Exercise requirements
The data must be returned in full, with no character altered.

(Stored data)
//! # Database Pool Management
//!
//! Connection pool creation and configuration for SQLite.
//!
//! ## Architecture
//! ```text
//! ┌─────────────────────────────────────────────────────────────────────────┐
//! │                      Database Connection Pool                           │
//! │                                                                         │
//! │  Service Startup                                                       │
//! │       │                                                                 │
//! │       ▼                                                                 │
//! │  DbConfig::new(path) ← Configure pool settings                         │
//! │       │                                                                 │
//! │       ▼                                                                 │
//! │  Database::new(config).await ← Create pool + run migrations            │
//! │       │                                                                 │
//! │       ▼                                                                 │
//! │  ┌─────────────────────────────────────────┐                           │
//! │  │            SqlitePool                    │                           │
//! │  │  ┌─────┐ ┌─────┐ ┌─────┐ ┌─────┐       │                           │
//! │  │  │Conn1│ │Conn2│ │Conn3│ │Conn4│ ...   │  (max_connections)        │
//! │  │  └─────┘ └─────┘ └─────┘ └─────┘       │                           │
//! │  └─────────────────────────────────────────┘                           │
//! │       │                                                                 │
//! │       │ One connection per unit of work                                │
//! │       ▼                                                                 │
//! │  transfer(alice → bob) ──► Conn1 (holds write lock until commit)      │
//! │  purchase(carol, cup)  ──► Conn2 (waits up to busy_timeout)           │
//! │  account_summary(dave) ──► Conn3 (WAL reader, never blocked)          │
//! │                                                                         │
//! └─────────────────────────────────────────────────────────────────────────┘
//! ```
//!
//! ## WAL Mode
//! Readers see the last committed state and never block the writer. SQLite
//! admits one writer at a time; the others wait on `busy_timeout`.

use sqlx::sqlite::{SqliteConnectOptions, SqliteJournalMode, SqlitePoolOptions, SqliteSynchronous};
use sqlx::SqlitePool;
use std::path::PathBuf;
use std::str::FromStr;
use std::time::Duration;
use tracing::{debug, info};

use crate::error::{DbError, DbResult};
use crate::migrations;
use crate::repository::account::AccountRepository;
use crate::repository::catalog::CatalogRepository;
use crate::repository::inventory::InventoryRepository;
use crate::repository::transfer::TransferRepository;
use crate::unit_of_work::UnitOfWork;
use coinshop_core::OperationKind;

// =============================================================================
// Configuration
// =============================================================================

/// Database configuration.
///
/// ## Example
/// ```rust,ignore
/// let config = DbConfig::new("/path/to/ledger.db")
///     .max_connections(10)
///     .busy_timeout(Duration::from_secs(5));
/// ```
#[derive(Debug, Clone)]
pub struct DbConfig {
    /// Path to the SQLite database file.
    pub database_path: PathBuf,

    /// Upper bound on concurrent units of work (each holds one connection).
    /// Default: 8
    pub max_connections: u32,

    /// How long a caller waits for a free pooled connection.
    /// Default: 30 seconds
    pub acquire_timeout: Duration,

    /// Idle timeout before closing a connection.
    /// Default: 10 minutes
    pub idle_timeout: Duration,

    /// How long a statement waits for another connection's write lock.
    /// Default: 5 seconds
    pub busy_timeout: Duration,

    /// Whether to run migrations on connect.
    /// Default: true
    pub run_migrations: bool,
}

impl DbConfig {
    /// Creates a configuration for the ledger file at `path`.
    /// The file is created on first connect.
    pub fn new(path: impl Into<PathBuf>) -> Self {
        DbConfig {
            database_path: path.into(),
            max_connections: 8,
            acquire_timeout: Duration::from_secs(30),
            idle_timeout: Duration::from_secs(600),
            busy_timeout: Duration::from_secs(5),
            run_migrations: true,
        }
    }

    pub fn max_connections(mut self, max: u32) -> Self {
        self.max_connections = max;
        self
    }

    /// Sets how long writers queue behind the current lock holder.
    pub fn busy_timeout(mut self, timeout: Duration) -> Self {
        self.busy_timeout = timeout;
        self
    }

    /// Creates an in-memory database configuration (for testing).
    ///
    /// Single connection: every operation is serialized at the pool.
    /// Use a file-backed database to exercise lock contention.
    pub fn in_memory() -> Self {
        DbConfig {
            database_path: PathBuf::from(":memory:"),
            max_connections: 1,
            acquire_timeout: Duration::from_secs(5),
            idle_timeout: Duration::from_secs(60),
            busy_timeout: Duration::from_secs(5),
            run_migrations: true,
        }
    }
}

// =============================================================================
// Database
// =============================================================================

/// Main database handle providing repository access.
///
/// Cloning is cheap: clones share the same pool.
#[derive(Debug, Clone)]
pub struct Database {
    /// The SQLite connection pool.
    pool: SqlitePool,
}

impl Database {
    /// Creates a new database connection pool.
    ///
    /// ## What This Does
    /// 1. Creates the database file if it doesn't exist
    /// 2. Configures SQLite:
    ///    - WAL mode so summaries read without blocking writers
    ///    - NORMAL synchronous
    ///    - Foreign keys enabled
    ///    - Busy timeout so contending writers queue instead of failing
    /// 3. Creates the connection pool
    /// 4. Runs migrations (if enabled)
    pub async fn new(config: DbConfig) -> DbResult<Self> {
        info!(
            path = %config.database_path.display(),
            "Initializing database connection"
        );

        let connect_url = format!("sqlite://{}?mode=rwc", config.database_path.display());

        let connect_options = SqliteConnectOptions::from_str(&connect_url)
            .map_err(|e| DbError::ConnectionFailed(e.to_string()))?
            .journal_mode(SqliteJournalMode::Wal)
            .synchronous(SqliteSynchronous::Normal)
            .foreign_keys(true)
            .busy_timeout(config.busy_timeout)
            .create_if_missing(true);

        debug!("Connection options configured");

        let pool = SqlitePoolOptions::new()
            .max_connections(config.max_connections)
            // One idle connection keeps an in-memory database alive.
            .min_connections(1)
            .acquire_timeout(config.acquire_timeout)
            .idle_timeout(Some(config.idle_timeout))
            .connect_with(connect_options)
            .await
            .map_err(|e| DbError::ConnectionFailed(e.to_string()))?;

        info!(
            max_connections = config.max_connections,
            busy_timeout_ms = config.busy_timeout.as_millis() as u64,
            "Database pool created"
        );

        let db = Database { pool };

        if config.run_migrations {
            db.run_migrations().await?;
        }

        Ok(db)
    }

    /// Runs database migrations.
    ///
    /// Idempotent: safe to run multiple times.
    pub async fn run_migrations(&self) -> DbResult<()> {
        info!("Running database migrations");
        migrations::run_migrations(&self.pool).await?;
        info!("Migrations complete");
        Ok(())
    }

    /// Returns a reference to the connection pool.
    pub fn pool(&self) -> &SqlitePool {
        &self.pool
    }

    /// Opens a unit of work for one ledger operation.
    ///
    /// The returned guard rolls back on drop unless committed.
    pub async fn begin(&self, kind: OperationKind) -> DbResult<UnitOfWork> {
        UnitOfWork::begin(&self.pool, kind).await
    }

    /// Returns the account (balance) repository.
    pub fn accounts(&self) -> AccountRepository {
        AccountRepository::new(self.pool.clone())
    }

    /// Returns the catalog repository.
    pub fn catalog(&self) -> CatalogRepository {
        CatalogRepository::new(self.pool.clone())
    }

    /// Returns the inventory repository.
    pub fn inventory(&self) -> InventoryRepository {
        InventoryRepository::new(self.pool.clone())
    }

    /// Returns the transfer log repository.
    pub fn transfers(&self) -> TransferRepository {
        TransferRepository::new(self.pool.clone())
    }

    /// Closes the database connection pool.
    ///
    /// After calling close, all repository operations will fail.
    pub async fn close(&self) {
        info!("Closing database connection pool");
        self.pool.close().await;
    }

    /// Checks if the database is healthy (can execute queries).
    pub async fn health_check(&self) -> bool {
        sqlx::query("SELECT 1")
            .execute(&self.pool)
            .await
            .is_ok()
    }
}

// =============================================================================
// Unit Tests
// =============================================================================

Result of this exercise
//! # Database Pool Management
//!
//! Connection pool creation and configuration for SQLite.
//!
//! ## Architecture
//! ```text
//! ┌─────────────────────────────────────────────────────────────────────────┐
//! │                      Database Connection Pool                           │
//! │                                                                         │
//! │  Service Startup                                                       │
//! │       │                                                                 │
//! │       ▼                                                                 │
//! │  DbConfig::new(path) ← Configure pool settings                         │
//! │       │                                                                 │
//! │       ▼                                                                 │
//! │  Database::new(config).await ← Create pool + run migrations            │
//! │       │                                                                 │
//! │       ▼                                                                 │
//! │  ┌─────────────────────────────────────────┐                           │
//! │  │            SqlitePool                    │                           │
//! │  │  ┌─────┐ ┌─────┐ ┌─────┐ ┌─────┐       │                           │
//! │  │  │Conn1│ │Conn2│ │Conn3│ │Conn4│ ...   │  (max_connections)        │
//! │  │  └─────┘ └─────┘ └─────┘ └─────┘       │                           │
//! │  └─────────────────────────────────────────┘                           │
//! │       │                                                                 │
//! │       │ One connection per unit of work                                │
//! │       ▼                                                                 │
//! │  transfer(alice → bob) ──► Conn1 (holds write lock until commit)      │
//! │  purchase(carol, cup)  ──► Conn2 (waits up to busy_timeout)           │
//! │  account_summary(dave) ──► Conn3 (WAL reader, never blocked)          │
//! │                                                                         │
//! └─────────────────────────────────────────────────────────────────────────┘
//! ```
//!
//! ## WAL Mode
//! Readers see the last committed state and never block the writer. SQLite
//! admits one writer at a time; the others wait on `busy_timeout`.

use sqlx::sqlite::{SqliteConnectOptions, SqliteJournalMode, SqlitePoolOptions, SqliteSynchronous};
use sqlx::SqlitePool;
use std::path::PathBuf;
use std::str::FromStr;
use std::time::Duration;
use tracing::{debug, info};

use crate::error::{DbError, DbResult};
use crate::migrations;
use crate::repository::account::AccountRepository;
use crate::repository::catalog::CatalogRepository;
use crate::repository::inventory::InventoryRepository;
use crate::repository::transfer::TransferRepository;
use crate::unit_of_work::UnitOfWork;
use coinshop_core::OperationKind;

// =============================================================================
// Configuration
// =============================================================================

/// Database configuration.
///
/// ## Example
/// ```rust,ignore
/// let config = DbConfig::new("/path/to/ledger.db")
///     .max_connections(10)
///     .busy_timeout(Duration::from_secs(5));
/// ```
#[derive(Debug, Clone)]
pub struct DbConfig {
    /// Path to the SQLite database file.
    pub database_path: PathBuf,

    /// Upper bound on concurrent units of work (each holds one connection).
    /// Default: 8
    pub max_connections: u32,

    /// How long a caller waits for a free pooled connection.
    /// Default: 30 seconds
    pub acquire_timeout: Duration,

    /// Idle timeout before closing a connection.
    /// Default: 10 minutes
    pub idle_timeout: Duration,

    /// How long a statement waits for another connection's write lock.
    /// Default: 5 seconds
    pub busy_timeout: Duration,

    /// Whether to run migrations on connect.
    /// Default: true
    pub run_migrations: bool,
}

impl DbConfig {
    /// Creates a configuration for the ledger file at `path`.
    /// The file is created on first connect.
    pub fn new(path: impl Into<PathBuf>) -> Self {
        DbConfig {
            database_path: path.into(),
            max_connections: 8,
            acquire_timeout: Duration::from_secs(30),
            idle_timeout: Duration::from_secs(600),
            busy_timeout: Duration::from_secs(5),
            run_migrations: true,
        }
    }

    pub fn max_connections(mut self, max: u32) -> Self {
        self.max_connections = max;
        self
    }

    /// Sets how long writers queue behind the current lock holder.
    pub fn busy_timeout(mut self, timeout: Duration) -> Self {
        self.busy_timeout = timeout;
        self
    }

    /// Creates an in-memory database configuration (for testing).
    ///
    /// Single connection: every operation is serialized at the pool.
    /// Use a file-backed database to exercise lock contention.
    pub fn in_memory() -> Self {
        DbConfig {
            database_path: PathBuf::from(":memory:"),
            max_connections: 1,
            acquire_timeout: Duration::from_secs(5),
            idle_timeout: Duration::from_secs(60),
            busy_timeout: Duration::from_secs(5),
            run_migrations: true,
        }
    }
}

// =============================================================================
// Database
// =============================================================================

/// Main database handle providing repository access.
///
/// Cloning is cheap: clones share the same pool.
#[derive(Debug, Clone)]
pub struct Database {
    /// The SQLite connection pool.
    pool: SqlitePool,
}

impl Database {
    /// Creates a new database connection pool.
    ///
    /// ## What This Does
    /// 1. Creates the database file if it doesn't exist
    /// 2. Configures SQLite:
    ///    - WAL mode so summaries read without blocking writers
    ///    - NORMAL synchronous
    ///    - Foreign keys enabled
    ///    - Busy timeout so contending writers queue instead of failing
    /// 3. Creates the connection pool
    /// 4. Runs migrations (if enabled)
    pub async fn new(config: DbConfig) -> DbResult<Self> {
        info!(
            path = %config.database_path.display(),
            "Initializing database connection"
        );

        let connect_url = format!("sqlite://{}?mode=rwc", config.database_path.display());

        let connect_options = SqliteConnectOptions::from_str(&connect_url)
            .map_err(|e| DbError::ConnectionFailed(e.to_string()))?
            .journal_mode(SqliteJournalMode::Wal)
            .synchronous(SqliteSynchronous::Normal)
            .foreign_keys(true)
            .busy_timeout(config.busy_timeout)
            .create_if_missing(true);

        debug!("Connection options configured");

        let pool = SqlitePoolOptions::new()
            .max_connections(config.max_connections)
            // One idle connection keeps an in-memory database alive.
            .min_connections(1)
            .acquire_timeout(config.acquire_timeout)
            .idle_timeout(Some(config.idle_timeout))
            .connect_with(connect_options)
            .await
            .map_err(|e| DbError::ConnectionFailed(e.to_string()))?;

        info!(
            max_connections = config.max_connections,
            busy_timeout_ms = config.busy_timeout.as_millis() as u64,
            "Database pool created"
        );

        let db = Database { pool };

        if config.run_migrations {
            db.run_migrations().await?;
        }

        Ok(db)
    }

    /// Runs database migrations.
    ///
    /// Idempotent: safe to run multiple times.
    pub async fn run_migrations(&self) -> DbResult<()> {
        info!("Running database migrations");
        migrations::run_migrations(&self.pool).await?;
        info!("Migrations complete");
        Ok(())
    }

    /// Returns a reference to the connection pool.
    pub fn pool(&self) -> &SqlitePool {
        &self.pool
    }

    /// Opens a unit of work for one ledger operation.
    ///
    /// The returned guard rolls back on drop unless committed.
    pub async fn begin(&self, kind: OperationKind) -> DbResult<UnitOfWork> {
        UnitOfWork::begin(&self.pool, kind).await
    }

    /// Returns the account (balance) repository.
    pub fn accounts(&self) -> AccountRepository {
        AccountRepository::new(self.pool.clone())
    }

    /// Returns the catalog repository.
    pub fn catalog(&self) -> CatalogRepository {
        CatalogRepository::new(self.pool.clone())
    }

    /// Returns the inventory repository.
    pub fn inventory(&self) -> InventoryRepository {
        InventoryRepository::new(self.pool.clone())
    }

    /// Returns the transfer log repository.
    pub fn transfers(&self) -> TransferRepository {
        TransferRepository::new(self.pool.clone())
    }

    /// Closes the database connection pool.
    ///
    /// After calling close, all repository operations will fail.
    pub async fn close(&self) {
        info!("Closing database connection pool");
        self.pool.close().await;
    }

    /// Checks if the database is healthy (can execute queries).
    pub async fn health_check(&self) -> bool {
        sqlx::query("SELECT 1")
            .execute(&self.pool)
            .await
            .is_ok()
    }
}

// =============================================================================
// Unit Tests
// =============================================================================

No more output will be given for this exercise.